> [Work request] Pull every line from the records that has the word "declared" in it.

----------------

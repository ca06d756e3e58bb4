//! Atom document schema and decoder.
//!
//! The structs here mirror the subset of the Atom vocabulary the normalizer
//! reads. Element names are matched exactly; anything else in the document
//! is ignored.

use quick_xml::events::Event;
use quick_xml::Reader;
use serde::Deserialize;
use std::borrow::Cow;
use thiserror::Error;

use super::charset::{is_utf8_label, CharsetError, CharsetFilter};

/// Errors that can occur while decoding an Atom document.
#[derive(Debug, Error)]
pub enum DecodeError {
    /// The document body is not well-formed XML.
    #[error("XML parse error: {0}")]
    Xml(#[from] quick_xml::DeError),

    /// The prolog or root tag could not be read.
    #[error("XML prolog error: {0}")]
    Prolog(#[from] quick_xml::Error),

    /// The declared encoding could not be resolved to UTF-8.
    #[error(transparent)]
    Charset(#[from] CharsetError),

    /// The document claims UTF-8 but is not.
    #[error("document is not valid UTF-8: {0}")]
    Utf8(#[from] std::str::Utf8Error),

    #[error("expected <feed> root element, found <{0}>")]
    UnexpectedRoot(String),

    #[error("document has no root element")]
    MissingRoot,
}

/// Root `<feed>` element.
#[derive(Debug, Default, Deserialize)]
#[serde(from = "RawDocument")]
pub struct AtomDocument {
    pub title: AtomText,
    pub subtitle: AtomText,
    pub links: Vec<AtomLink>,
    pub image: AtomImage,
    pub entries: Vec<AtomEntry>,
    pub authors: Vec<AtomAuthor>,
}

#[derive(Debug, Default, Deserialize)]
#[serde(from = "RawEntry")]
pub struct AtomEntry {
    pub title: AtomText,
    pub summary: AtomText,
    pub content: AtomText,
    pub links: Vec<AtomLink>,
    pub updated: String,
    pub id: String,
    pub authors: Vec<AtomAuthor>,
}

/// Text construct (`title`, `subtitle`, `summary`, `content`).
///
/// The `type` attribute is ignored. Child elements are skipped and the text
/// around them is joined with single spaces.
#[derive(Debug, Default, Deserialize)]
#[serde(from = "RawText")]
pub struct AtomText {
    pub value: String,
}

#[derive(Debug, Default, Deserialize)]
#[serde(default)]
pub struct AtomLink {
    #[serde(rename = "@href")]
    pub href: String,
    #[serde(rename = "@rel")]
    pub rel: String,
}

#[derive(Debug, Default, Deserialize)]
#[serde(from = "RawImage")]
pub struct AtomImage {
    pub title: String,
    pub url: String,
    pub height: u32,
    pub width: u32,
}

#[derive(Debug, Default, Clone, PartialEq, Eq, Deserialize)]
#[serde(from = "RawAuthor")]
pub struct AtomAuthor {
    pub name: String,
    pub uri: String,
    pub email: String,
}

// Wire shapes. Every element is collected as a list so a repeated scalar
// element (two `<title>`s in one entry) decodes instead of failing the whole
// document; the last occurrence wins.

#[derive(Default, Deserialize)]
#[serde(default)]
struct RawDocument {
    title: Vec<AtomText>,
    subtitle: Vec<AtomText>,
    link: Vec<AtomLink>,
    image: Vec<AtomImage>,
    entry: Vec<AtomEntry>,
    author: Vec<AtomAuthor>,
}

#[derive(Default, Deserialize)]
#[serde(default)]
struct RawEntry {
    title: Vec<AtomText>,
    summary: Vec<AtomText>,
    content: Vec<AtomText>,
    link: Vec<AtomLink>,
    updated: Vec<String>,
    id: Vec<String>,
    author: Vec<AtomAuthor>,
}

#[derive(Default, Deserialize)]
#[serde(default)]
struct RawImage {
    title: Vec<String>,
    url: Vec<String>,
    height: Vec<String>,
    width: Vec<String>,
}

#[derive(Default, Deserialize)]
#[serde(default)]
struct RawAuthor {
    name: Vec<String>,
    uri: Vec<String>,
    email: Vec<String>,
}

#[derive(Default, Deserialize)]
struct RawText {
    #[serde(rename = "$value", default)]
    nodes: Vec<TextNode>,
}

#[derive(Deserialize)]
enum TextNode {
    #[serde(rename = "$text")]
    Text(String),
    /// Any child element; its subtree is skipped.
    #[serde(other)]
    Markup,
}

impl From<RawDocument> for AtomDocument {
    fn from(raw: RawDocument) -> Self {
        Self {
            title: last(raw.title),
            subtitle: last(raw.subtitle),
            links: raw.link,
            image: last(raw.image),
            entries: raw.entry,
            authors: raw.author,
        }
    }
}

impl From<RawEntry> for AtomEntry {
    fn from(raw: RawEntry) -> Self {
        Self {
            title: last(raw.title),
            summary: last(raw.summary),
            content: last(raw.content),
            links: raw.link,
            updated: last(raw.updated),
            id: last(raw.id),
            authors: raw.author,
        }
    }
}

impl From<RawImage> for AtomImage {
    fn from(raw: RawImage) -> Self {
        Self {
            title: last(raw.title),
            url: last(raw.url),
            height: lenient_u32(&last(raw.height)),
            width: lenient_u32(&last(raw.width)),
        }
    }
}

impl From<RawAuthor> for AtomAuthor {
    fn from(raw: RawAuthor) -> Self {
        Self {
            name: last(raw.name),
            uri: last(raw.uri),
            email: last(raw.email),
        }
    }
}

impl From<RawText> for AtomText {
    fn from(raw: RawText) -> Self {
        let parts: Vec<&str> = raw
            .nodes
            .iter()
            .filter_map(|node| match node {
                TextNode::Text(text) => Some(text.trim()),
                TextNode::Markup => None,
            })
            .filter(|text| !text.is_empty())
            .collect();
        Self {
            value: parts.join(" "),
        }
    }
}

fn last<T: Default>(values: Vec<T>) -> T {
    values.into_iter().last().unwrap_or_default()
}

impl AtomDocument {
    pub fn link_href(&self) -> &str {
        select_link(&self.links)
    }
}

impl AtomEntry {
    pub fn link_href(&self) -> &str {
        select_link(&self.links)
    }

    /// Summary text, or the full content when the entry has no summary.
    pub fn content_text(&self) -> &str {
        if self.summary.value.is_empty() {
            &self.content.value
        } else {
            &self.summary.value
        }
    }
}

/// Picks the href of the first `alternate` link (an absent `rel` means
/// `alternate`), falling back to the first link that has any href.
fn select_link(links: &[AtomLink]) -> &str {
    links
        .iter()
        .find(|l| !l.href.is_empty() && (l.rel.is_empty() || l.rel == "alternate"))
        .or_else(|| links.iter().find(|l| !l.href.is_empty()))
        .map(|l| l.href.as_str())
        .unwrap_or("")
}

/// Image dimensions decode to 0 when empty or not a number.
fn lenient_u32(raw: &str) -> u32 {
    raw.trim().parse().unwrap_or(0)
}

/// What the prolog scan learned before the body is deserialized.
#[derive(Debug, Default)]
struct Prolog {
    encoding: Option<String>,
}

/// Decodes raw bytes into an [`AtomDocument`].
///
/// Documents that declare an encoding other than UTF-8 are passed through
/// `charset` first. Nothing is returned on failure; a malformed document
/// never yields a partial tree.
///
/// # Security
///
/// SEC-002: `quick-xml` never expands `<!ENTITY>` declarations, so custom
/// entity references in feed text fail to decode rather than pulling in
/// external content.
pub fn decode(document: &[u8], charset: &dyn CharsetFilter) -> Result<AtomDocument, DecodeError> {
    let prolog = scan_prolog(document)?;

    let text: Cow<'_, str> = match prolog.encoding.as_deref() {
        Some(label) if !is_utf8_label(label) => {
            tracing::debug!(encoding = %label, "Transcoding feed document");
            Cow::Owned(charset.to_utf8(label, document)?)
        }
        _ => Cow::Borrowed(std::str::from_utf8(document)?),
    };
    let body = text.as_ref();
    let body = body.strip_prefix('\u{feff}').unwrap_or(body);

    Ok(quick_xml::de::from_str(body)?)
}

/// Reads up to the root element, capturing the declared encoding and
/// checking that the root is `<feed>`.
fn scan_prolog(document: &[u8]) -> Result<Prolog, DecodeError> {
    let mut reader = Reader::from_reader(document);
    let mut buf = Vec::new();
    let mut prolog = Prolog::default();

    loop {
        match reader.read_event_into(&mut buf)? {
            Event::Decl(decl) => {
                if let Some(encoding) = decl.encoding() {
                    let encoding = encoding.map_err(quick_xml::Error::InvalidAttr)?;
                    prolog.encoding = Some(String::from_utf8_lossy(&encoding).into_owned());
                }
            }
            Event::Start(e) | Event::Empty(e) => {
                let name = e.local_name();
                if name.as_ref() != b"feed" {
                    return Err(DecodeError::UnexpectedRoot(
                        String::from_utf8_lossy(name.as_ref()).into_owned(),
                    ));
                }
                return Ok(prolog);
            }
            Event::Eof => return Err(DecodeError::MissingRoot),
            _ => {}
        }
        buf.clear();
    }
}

----------------

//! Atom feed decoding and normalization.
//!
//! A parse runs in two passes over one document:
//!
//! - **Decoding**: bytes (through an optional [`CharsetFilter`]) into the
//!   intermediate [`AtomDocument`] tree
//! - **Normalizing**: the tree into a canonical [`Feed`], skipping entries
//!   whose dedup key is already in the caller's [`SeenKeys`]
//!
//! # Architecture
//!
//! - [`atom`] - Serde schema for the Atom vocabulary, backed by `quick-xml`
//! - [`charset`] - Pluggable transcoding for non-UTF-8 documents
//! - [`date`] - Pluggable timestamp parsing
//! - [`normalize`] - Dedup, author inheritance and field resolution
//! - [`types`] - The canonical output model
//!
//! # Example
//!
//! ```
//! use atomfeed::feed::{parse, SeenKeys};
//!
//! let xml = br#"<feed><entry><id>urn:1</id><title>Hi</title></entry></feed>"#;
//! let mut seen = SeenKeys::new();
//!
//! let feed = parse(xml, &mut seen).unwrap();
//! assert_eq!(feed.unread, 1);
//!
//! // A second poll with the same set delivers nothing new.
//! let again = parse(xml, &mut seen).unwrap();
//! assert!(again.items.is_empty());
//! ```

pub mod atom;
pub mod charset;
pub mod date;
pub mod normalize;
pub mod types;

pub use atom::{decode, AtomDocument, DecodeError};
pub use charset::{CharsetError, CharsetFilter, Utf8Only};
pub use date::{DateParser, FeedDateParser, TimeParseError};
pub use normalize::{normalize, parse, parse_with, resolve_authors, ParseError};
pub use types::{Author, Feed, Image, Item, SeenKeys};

----------------

> [Expected answer]
    /// The declared encoding could not be resolved to UTF-8.
/// Reads up to the root element, capturing the declared encoding and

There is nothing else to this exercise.